冒頭でリュックの中からお茶を探すシーンがあり「お茶しかないや」とお茶を取り出すのですが、探して見つけるという様子がまったくない。探すフリをして、予め用意されたお茶を中から取り出しつつ「お茶しかないや」と台詞を述べてるようにしか見えない。このシーンだけではなく、全体的に「ここはこういう演技」に終始してて、台本の人物像も結構ステレオタイプ。演じ方もステレオタイプ。

ステレオタイプで人物の違いがハッキリと分かるので見やすくはありますが、逆に言うと深みがない。そして、全体を通しての演技・演出が「コメディ」のノリになっているなという印象も強くありました。この台本はそこだけじゃないですよね。

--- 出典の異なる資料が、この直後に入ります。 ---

//! List collection with completeness checks and retries.
//!
//! The remote source may answer a throttled query with a partial page set,
//! so every collected list is checked against the count the profile
//! advertises and re-queried with backoff while it falls short. Transient
//! connection loss triggers re-authentication and a full re-fetch (source
//! iterators are not restartable). Both retry families are bounded by
//! [`RetryConfig`].

use std::time::Duration;

use tracing::warn;

use crate::config::RetryConfig;
use crate::model::{AccountSet, ProfileInfo, QueryKind};
use crate::session::Session;
use crate::source::{AccountSource, SourceError};

/// Error type for list collection.
#[derive(Debug, Clone, PartialEq, Eq)]
pub enum CollectError {
    /// A source error that survived the retry policy.
    Source(SourceError),
    /// Re-authentication after a connection loss failed.
    Relogin(SourceError),
}

impl std::fmt::Display for CollectError {
    fn fmt(&self, f: &mut std::fmt::Formatter<'_>) -> std::fmt::Result {
        match self {
            CollectError::Source(err) => write!(f, "collection failed: {}", err),
            CollectError::Relogin(err) => write!(f, "re-authentication failed: {}", err),
        }
    }
}

impl std::error::Error for CollectError {
    fn source(&self) -> Option<&(dyn std::error::Error + 'static)> {
        match self {
            CollectError::Source(err) | CollectError::Relogin(err) => Some(err),
        }
    }
}

/// True iff a collected list reached the advertised count.
///
/// The advertised count may drift mid-run, so a `false` result is a retry
/// hint, never a hard error.
pub fn is_complete(collected_count: usize, expected_count: usize) -> bool {
    collected_count >= expected_count
}

/// Wait before the next completeness retry: the base wait plus 10 seconds
/// for every ten attempts already made.
pub fn backoff_wait(base_wait: Duration, attempt: u32) -> Duration {
    base_wait + Duration::from_secs(10 * u64::from(attempt / 10))
}

/// Collects account lists through an authenticated session.
pub struct Collector<'a, S: AccountSource> {
    session: &'a mut Session<S>,
    config: &'a RetryConfig,
}

impl<'a, S: AccountSource> Collector<'a, S> {
    pub fn new(session: &'a mut Session<S>, config: &'a RetryConfig) -> Self {
        Self { session, config }
    }

    /// Looks up the subject profile, retrying transient failures.
    pub fn profile(&mut self, handle: &str) -> Result<ProfileInfo, CollectError> {
        let mut reconnects = 0u32;
        loop {
            match self.session.source_mut().profile(handle) {
                Ok(info) => return Ok(info),
                Err(err) if err.is_transient() && reconnects < self.config.max_reconnects => {
                    reconnects += 1;
                    warn!(error = %err, reconnects, "profile lookup interrupted, re-authenticating");
                    self.session.relogin().map_err(CollectError::Relogin)?;
                }
                Err(err) => return Err(CollectError::Source(err)),
            }
        }
    }

    /// Collects one list, re-querying while it is incomplete.
    ///
    /// `expected` is the advertised count; `None` disables the completeness
    /// check (similar accounts have no advertised count). When the retry
    /// budget runs out the partial result is returned with a warning.
    pub fn collect(
        &mut self,
        kind: QueryKind,
        handle: &str,
        expected: Option<usize>,
    ) -> Result<AccountSet, CollectError> {
        let mut attempt = 0u32;
        loop {
            let collected = self.fetch_with_reconnect(kind, handle)?;
            let Some(expected) = expected else {
                return Ok(collected);
            };
            if is_complete(collected.len(), expected) {
                return Ok(collected);
            }
            if attempt >= self.config.max_collect_retries {
                warn!(
                    query = %kind,
                    collected = collected.len(),
                    expected,
                    "retry budget exhausted, proceeding with partial result"
                );
                return Ok(collected);
            }
            attempt += 1;
            let wait = backoff_wait(self.config.base_wait, attempt);
            warn!(
                query = %kind,
                collected = collected.len(),
                expected,
                attempt,
                wait_secs = wait.as_secs(),
                "incomplete collection, retrying after backoff"
            );
            std::thread::sleep(wait);
        }
    }

    /// One full fetch of a list, re-authenticating and re-fetching from
    /// scratch on transient connection loss.
    fn fetch_with_reconnect(
        &mut self,
        kind: QueryKind,
        handle: &str,
    ) -> Result<AccountSet, CollectError> {
        let mut reconnects = 0u32;
        loop {
            match self.fetch_once(kind, handle) {
                Ok(set) => return Ok(set),
                Err(err) if err.is_transient() && reconnects < self.config.max_reconnects => {
                    reconnects += 1;
                    warn!(
                        query = %kind,
                        error = %err,
                        reconnects,
                        max_reconnects = self.config.max_reconnects,
                        "connection lost, re-authenticating and re-fetching"
                    );
                    self.session.relogin().map_err(CollectError::Relogin)?;
                }
                Err(err) => return Err(CollectError::Source(err)),
            }
        }
    }

    /// Drains one source iterator into a set.
    fn fetch_once(&mut self, kind: QueryKind, handle: &str) -> Result<AccountSet, SourceError> {
        let source = self.session.source_mut();
        let iter = match kind {
            QueryKind::Followers => source.followers(handle)?,
            QueryKind::Followees => source.followees(handle)?,
            QueryKind::SimilarAccounts => source.similar_accounts(handle)?,
            QueryKind::Profile => unreachable!("profile lookups are not list queries"),
        };
        iter.collect()
    }
}

#[cfg(test)]
mod tests {
    use super::*;
    use crate::prompt::ScriptedPrompter;
    use crate::source::mock::{MockProfile, MockSource};
    use crate::source::Credential;

    fn ids(names: &[&str]) -> Vec<String> {
        names.iter().map(|s| s.to_string()).collect()
    }

    fn login(source: MockSource) -> Session<MockSource> {
        Session::login(
            source,
            "alice",
            Credential::Password("hunter2".to_string()),
            &RetryConfig::without_waits(),
            &mut ScriptedPrompter::new(),
        )
        .unwrap()
    }

    fn profile_with_followers(followers: &[&str]) -> MockProfile {
        MockProfile {
            followers: ids(followers),
            ..MockProfile::default()
        }
    }

    #[test]
    fn is_complete_compares_against_expected() {
        assert!(is_complete(100, 100));
        assert!(is_complete(101, 100));
        assert!(!is_complete(99, 100));
        assert!(!is_complete(0, 1));
        assert!(is_complete(0, 0));
    }

    #[test]
    fn backoff_wait_grows_every_ten_attempts() {
        let base = Duration::from_secs(60);
        assert_eq!(backoff_wait(base, 1), Duration::from_secs(60));
        assert_eq!(backoff_wait(base, 9), Duration::from_secs(60));
        assert_eq!(backoff_wait(base, 10), Duration::from_secs(70));
        assert_eq!(backoff_wait(base, 20), Duration::from_secs(80));
    }

    #[test]
    fn incomplete_fetch_is_retried_once_until_complete() {
        // First fetch is throttled down to 2 of 3 followers; the second is
        // complete and accepted, with exactly one retry issued.
        let source = MockSource::new()
            .with_account("alice", "hunter2")
            .with_profile("alice", profile_with_followers(&["a", "b", "c"]))
            .script_short_page(QueryKind::Followers, 2);
        let mut session = login(source);
        let config = RetryConfig::without_waits();

        let set = Collector::new(&mut session, &config)
            .collect(QueryKind::Followers, "alice", Some(3))
            .unwrap();

        assert_eq!(set.len(), 3);
        assert_eq!(session.close().query_count(QueryKind::Followers), 2);
    }

    #[test]
    fn exhausted_retry_budget_accepts_partial_result() {
        let mut config = RetryConfig::without_waits();
        config.max_collect_retries = 2;

        // Every fetch returns 2 of an advertised 5.
        let source = MockSource::new()
            .with_account("alice", "hunter2")
            .with_profile("alice", profile_with_followers(&["a", "b"]));
        let mut session = login(source);

        let set = Collector::new(&mut session, &config)
            .collect(QueryKind::Followers, "alice", Some(5))
            .unwrap();

        assert_eq!(set.len(), 2);
        assert_eq!(session.close().query_count(QueryKind::Followers), 3);
    }

    #[test]
    fn connection_loss_triggers_relogin_and_full_refetch() {
        let source = MockSource::new()
            .with_account("alice", "hunter2")
            .with_profile("alice", profile_with_followers(&["a", "b", "c"]))
            .script_mid_iteration_failure(QueryKind::Followers, 1);
        let mut session = login(source);
        let config = RetryConfig::without_waits();

        let set = Collector::new(&mut session, &config)
            .collect(QueryKind::Followers, "alice", Some(3))
            .unwrap();

        assert_eq!(set.len(), 3);
        assert_eq!(session.close().query_count(QueryKind::Followers), 2);
    }

    #[test]
    fn connection_loss_beyond_reconnect_bound_is_fatal() {
        let mut config = RetryConfig::without_waits();
        config.max_reconnects = 1;

        let source = MockSource::new()
            .with_account("alice", "hunter2")
            .with_profile("alice", profile_with_followers(&["a"]))
            .script_query_failure(QueryKind::Followers, 2);
        let mut session = login(source);

        let err = Collector::new(&mut session, &config)
            .collect(QueryKind::Followers, "alice", Some(1))
            .unwrap_err();
        assert!(matches!(err, CollectError::Source(SourceError::Connection(_))));
    }

    #[test]
    fn missing_profile_is_not_retried() {
        let source = MockSource::new().with_account("alice", "hunter2");
        let mut session = login(source);
        let config = RetryConfig::without_waits();

        let err = Collector::new(&mut session, &config)
            .profile("ghost")
            .unwrap_err();
        assert_eq!(
            err,
            CollectError::Source(SourceError::ProfileNotFound("ghost".to_string()))
        );
        assert_eq!(session.close().query_count(QueryKind::Profile), 1);
    }

    #[test]
    fn similar_accounts_skip_the_completeness_check() {
        let profile = MockProfile {
            similar: ids(&["x", "y"]),
            ..MockProfile::default()
        };
        let source = MockSource::new()
            .with_account("alice", "hunter2")
            .with_profile("alice", profile)
            .script_short_page(QueryKind::SimilarAccounts, 1);
        let mut session = login(source);
        let config = RetryConfig::without_waits();

        let set = Collector::new(&mut session, &config)
            .collect(QueryKind::SimilarAccounts, "alice", None)
            .unwrap();

        // The short page is accepted as-is: nothing advertises a count.
        assert_eq!(set.len(), 1);
        assert_eq!(session.close().query_count(QueryKind::SimilarAccounts), 1);
    }
}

雑巾野球のシーンはくだらなくて面白かったです。演じてる人たちがちゃんと楽しんでる様子も伝わってきました。あと、どちらでもいいことですが、ちかと梅子かなの服装が遠目に似てたので、1人本当に制服でもよかったんじゃないかなとも感じました。あと雑巾も白い使ってないものだらけだったのが気になりました。

全体的に

ものすごく頑張って演じているのは伝わってくるんだけど、台本が少し問題かなという印象があります。表現したいことはわかりますが、それにしては台詞がストレートすぎて巧くない。台本が全部悪いとは言いませんし、本を芝居にする過程でも巧く処理できてないなと感じた部分はあります。しかし、共感を覚える人にはえぐるような話かもしれません。

途中で挟むサスのシーンやブルーライトで処理する現実進行ではないシーンは、とても抽象的で比喩的な表現を使っていてうまかったので、余計に地の台詞との乖離を感じて勿体無く感じました。これだけ抽象的な表現をする実力があるのに、台詞が直接的なのでここも少し直してよかったんじゃないかな。あと詰め込みすぎな感じもあります。

演技や芝居を作る実力はあるのになという印象が強い上演でした。